Visi: MENINGKATKAN KESEJAHTERAAN MASYARAKAT DESA MANJUNG DI SEMUA BIDANG
MISI: MENINGKATKAN PEREKONOMIAN MASYARAKAT, MENINGKATKAN PERBAIKAB INFRASTRUKTUR,MENINGKATKAN HASIL PRODUKSI PERTANIAN,MENINGKATKAN KWALITAS PELAYANAN MASYARAKAT DAN MENJADIKAN PEMERINTAHAN YANG TRANSPARAN
KATA PENGANTAR
Puji syukur kami panjatkan ke hadirat Tuhan Yang Maha Esa. Atas Rahmat dan Hidayah-Nya, penulis bisa menyelesaikan sejarah Desa Manjung, Kecamatan Panekan, Kabupaten Magetan.
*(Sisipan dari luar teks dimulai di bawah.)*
//! Environment variable overrides.

use std::env;
use std::ffi::OsStr;
use std::path::PathBuf;

// Helper for boolean environment variables that accept "1", "true", "yes"
fn is_enabled(var: &str) -> bool {
    env::var(var).ok().is_some_and(|s| is_truthy(&s))
}

fn is_truthy(value: &str) -> bool {
    let value = value.to_lowercase();
    value == "1" || value == "true" || value == "yes"
}

fn parse_search_paths(raw: &OsStr) -> Vec<PathBuf> {
    env::split_paths(raw)
        .filter(|path| !path.as_os_str().is_empty())
        .collect()
}

/// Get the configure tool override (`CMAKE`).
pub fn cmake() -> Option<String> {
    env::var("CMAKE").ok().filter(|s| !s.is_empty())
}

/// Get the stub generator override (`EXT_BUILD_STUBGEN`).
pub fn stubgen() -> Option<String> {
    env::var("EXT_BUILD_STUBGEN").ok().filter(|s| !s.is_empty())
}

/// Get the `CMake` generator override (`EXT_BUILD_GENERATOR`).
pub fn generator() -> Option<String> {
    env::var("EXT_BUILD_GENERATOR")
        .ok()
        .filter(|s| !s.is_empty())
}

/// Get extra executable search paths (`EXT_BUILD_SEARCH_PATH`, platform path-list syntax).
pub fn search_paths() -> Vec<PathBuf> {
    env::var_os("EXT_BUILD_SEARCH_PATH")
        .map(|raw| parse_search_paths(&raw))
        .unwrap_or_default()
}

/// Get the pybind11 `CMake` package directory (`PYBIND11_DIR`).
pub fn pybind11_dir() -> Option<String> {
    env::var("PYBIND11_DIR").ok().filter(|s| !s.is_empty())
}

/// Get the config file path (`EXT_BUILD_CONFIG`).
pub fn config_path() -> Option<String> {
    env::var("EXT_BUILD_CONFIG").ok().filter(|s| !s.is_empty())
}

/// Check if colored output is disabled (`NO_COLOR` set to anything non-empty).
pub fn no_color() -> bool {
    env::var_os("NO_COLOR").is_some_and(|v| !v.is_empty())
}

/// Check if dry-run mode is forced (`EXT_BUILD_DRY_RUN`).
pub fn dry_run() -> bool {
    is_enabled("EXT_BUILD_DRY_RUN")
}

#[cfg(test)]
mod tests {
    use super::*;

    #[test]
    fn unset_variables_fall_back() {
        // These names are never set by the test harness
        assert!(!is_enabled("EXT_BUILD_TEST_UNSET_FLAG"));
        assert!(env::var("EXT_BUILD_TEST_UNSET_FLAG").is_err());
    }

    #[test]
    fn path_variable_is_not_a_flag() {
        // PATH is set in every test environment but never to a boolean word
        assert!(!is_enabled("PATH"));
    }

    #[test]
    fn truthy_words() {
        for value in ["1", "true", "TRUE", "yes", "Yes"] {
            assert!(is_truthy(value), "{value}");
        }
        for value in ["", "0", "false", "no", "on", " 1"] {
            assert!(!is_truthy(value), "{value}");
        }
    }

    #[test]
    fn search_paths_split_on_the_platform_separator() {
        let dirs = [PathBuf::from("/opt/tools/bin"), PathBuf::from("/home/a b/.local/bin")];
        let raw = env::join_paths(&dirs).unwrap();

        assert_eq!(parse_search_paths(&raw), dirs);
    }

    #[test]
    fn empty_search_path_entries_are_dropped() {
        assert!(parse_search_paths(OsStr::new("")).is_empty());

        let sep = if cfg!(windows) { ";" } else { ":" };
        let raw = format!("{sep}/opt/tools/bin{sep}");
        assert_eq!(
            parse_search_paths(OsStr::new(&raw)),
            [PathBuf::from("/opt/tools/bin")]
        );
    }
}
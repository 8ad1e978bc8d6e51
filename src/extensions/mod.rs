//! Native extension building
//!
//! Out-of-tree `CMake` builds of Python extension modules: configure, build,
//! install or copy the compiled module into its package, then generate
//! `.pyi` stubs. Clean undoes all of it.
//!
//! Commands are computed by pure functions in [`commands`], executed by the
//! [`Runner`], and sequenced per target by [`CmakeExtension`].

pub mod builder;
pub mod cleanup;
pub mod cmake_extension;
pub mod commands;
pub mod detector;
pub mod error;
pub mod runner;
pub mod target;
pub mod types;

pub use builder::{BuildReport, ExtensionBuilder, Mode, build_extensions};
pub use cleanup::compute_cleanup_actions;
pub use cmake_extension::{CmakeExtension, NOTHING_TO_CLEAN};
pub use detector::{is_shared_library, stub_path_for};
pub use error::ExtensionError;
pub use runner::Runner;
pub use target::{Definitions, ExtensionTarget, TargetOptions, Toolchain, default_definitions};
pub use types::{Batch, BuildResult, CleanupAction, CommandInvocation, Phase, PostBuildPolicy};
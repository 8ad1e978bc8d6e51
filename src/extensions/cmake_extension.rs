//! `CMake` extension lifecycle
//!
//! Drives one extension target through its phases:
//! ```bash
//! cmake -S csrcs -B csrcs/cmake-build-release -DCMAKE_BUILD_TYPE=Release -G Ninja
//! cmake --build csrcs/cmake-build-release --config release
//! cmake --install csrcs/cmake-build-release
//! stubgen --module python_template._ext --output . --include-docstrings
//! ```
//!
//! Clean runs on its own and removes the build tree plus everything the
//! install step put into the source package.

use super::cleanup::compute_cleanup_actions;
use super::commands;
use super::detector::find_shared_libraries;
use super::error::ExtensionError;
use super::runner::Runner;
use super::target::{ExtensionTarget, Toolchain};
use super::types::{Batch, Phase, PostBuildPolicy};
use crate::output::Console;
use crate::paths::CMAKE_CACHE;
use std::sync::Arc;
use tracing::{debug, info};

/// Message printed when a clean finds nothing to remove
pub const NOTHING_TO_CLEAN: &str = "Nothing to clean.";

/// Lifecycle controller for a single `CMake` extension target
#[derive(Debug)]
pub struct CmakeExtension {
    target: ExtensionTarget,
    toolchain: Toolchain,
    runner: Runner,
}

impl CmakeExtension {
    /// Create a controller writing to `console`
    ///
    /// The target's dry-run flag decides whether commands are executed.
    #[must_use]
    pub fn new(target: ExtensionTarget, toolchain: Toolchain, console: Arc<dyn Console>) -> Self {
        let runner = Runner::new(console, &toolchain, target.is_dry_run());
        Self {
            target,
            toolchain,
            runner,
        }
    }

    /// Target being built
    #[must_use]
    pub const fn target(&self) -> &ExtensionTarget {
        &self.target
    }

    /// Toolchain used for every phase
    #[must_use]
    pub const fn toolchain(&self) -> &Toolchain {
        &self.toolchain
    }

    /// Generate the build tree
    pub async fn configure(&self) -> Result<(), ExtensionError> {
        info!("configuring {}", self.target.module());
        let invocation = commands::configure(&self.target, &self.toolchain);
        self.runner.run_one(&invocation).await
    }

    /// Compile, then install or copy the module into its package
    ///
    /// The copy policy creates the package directory first when it is
    /// missing. Dry runs leave it alone.
    pub async fn build(&self) -> Result<(), ExtensionError> {
        info!("building {}", self.target.module());
        let invocation = commands::build(&self.target, &self.toolchain);
        self.runner.run_one(&invocation).await?;

        let post_build = self.post_build_batch()?;
        if post_build.is_empty() {
            debug!("{}: no post-build commands", self.target.module());
            return Ok(());
        }
        if self.target.post_build() == PostBuildPolicy::Copy && !self.runner.is_dry_run() {
            let package_dir = self.target.package_dir();
            tokio::fs::create_dir_all(&package_dir)
                .await
                .map_err(|source| ExtensionError::io(&package_dir, source))?;
        }
        self.runner.run(&post_build).await
    }

    fn post_build_batch(&self) -> Result<Batch, ExtensionError> {
        let artifacts = match self.target.post_build() {
            PostBuildPolicy::Install => Vec::new(),
            PostBuildPolicy::Copy => {
                let found = find_shared_libraries(self.target.build_dir(), self.toolchain.host)?;
                debug!(
                    "{}: {} artifact(s) to copy",
                    self.target.module(),
                    found.len()
                );
                found
            }
        };
        Ok(commands::post_build(
            &self.target,
            &self.toolchain,
            &artifacts,
        ))
    }

    /// Remove the build tree and everything the build put into the package
    ///
    /// Prints [`NOTHING_TO_CLEAN`] and runs nothing when there is no trace of
    /// a previous build.
    pub async fn clean(&self) -> Result<(), ExtensionError> {
        let actions = compute_cleanup_actions(&self.target, self.toolchain.host)?;
        if actions.is_empty() {
            self.runner.console().note(NOTHING_TO_CLEAN);
            return Ok(());
        }

        info!(
            "cleaning {} ({} path(s))",
            self.target.module(),
            actions.len()
        );

        let mut batch = Batch::new();
        if self.target.build_dir().join(CMAKE_CACHE).is_file() {
            batch.push(commands::clean_target(&self.target, &self.toolchain));
        }
        batch.extend(commands::removals(&actions, &self.toolchain));

        self.runner.run(&batch).await
    }

    /// Generate `.pyi` stubs for the built module
    pub async fn stubgen(&self) -> Result<(), ExtensionError> {
        if !self.target.generates_stubs() {
            debug!("{}: stub generation disabled", self.target.module());
            return Ok(());
        }
        let invocation = commands::stubgen(&self.target, &self.toolchain);
        self.runner.run_one(&invocation).await
    }

    /// Run configure, build and stub generation in order
    ///
    /// Returns the phases that ran. The first failure stops the sequence.
    pub async fn run_default(&self) -> Result<Vec<Phase>, ExtensionError> {
        let mut phases = Vec::with_capacity(3);

        self.configure().await?;
        phases.push(Phase::Configure);

        self.build().await?;
        phases.push(Phase::Build);

        if self.target.generates_stubs() {
            self.stubgen().await?;
            phases.push(Phase::Stubgen);
        }

        Ok(phases)
    }
}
Tidak lupa penulis sampaikan terimakasih yang sebesar-besarnya kepada seluruh narasumber dan seluruh pihak yang terlibat dan telah membantu penulis dalam menyelesaikan dan menyusun sejarah Desa Manjung, Kecamatan Panekan, Kabupaten Magetan ini. Karya ini diharapkan mampu memberikan pemahaman dan pengetahuan kepada setia pembaca agar mengetahui Sejarah Desa Manjung, Kecamatan Panekan, Kabupaten Magetan.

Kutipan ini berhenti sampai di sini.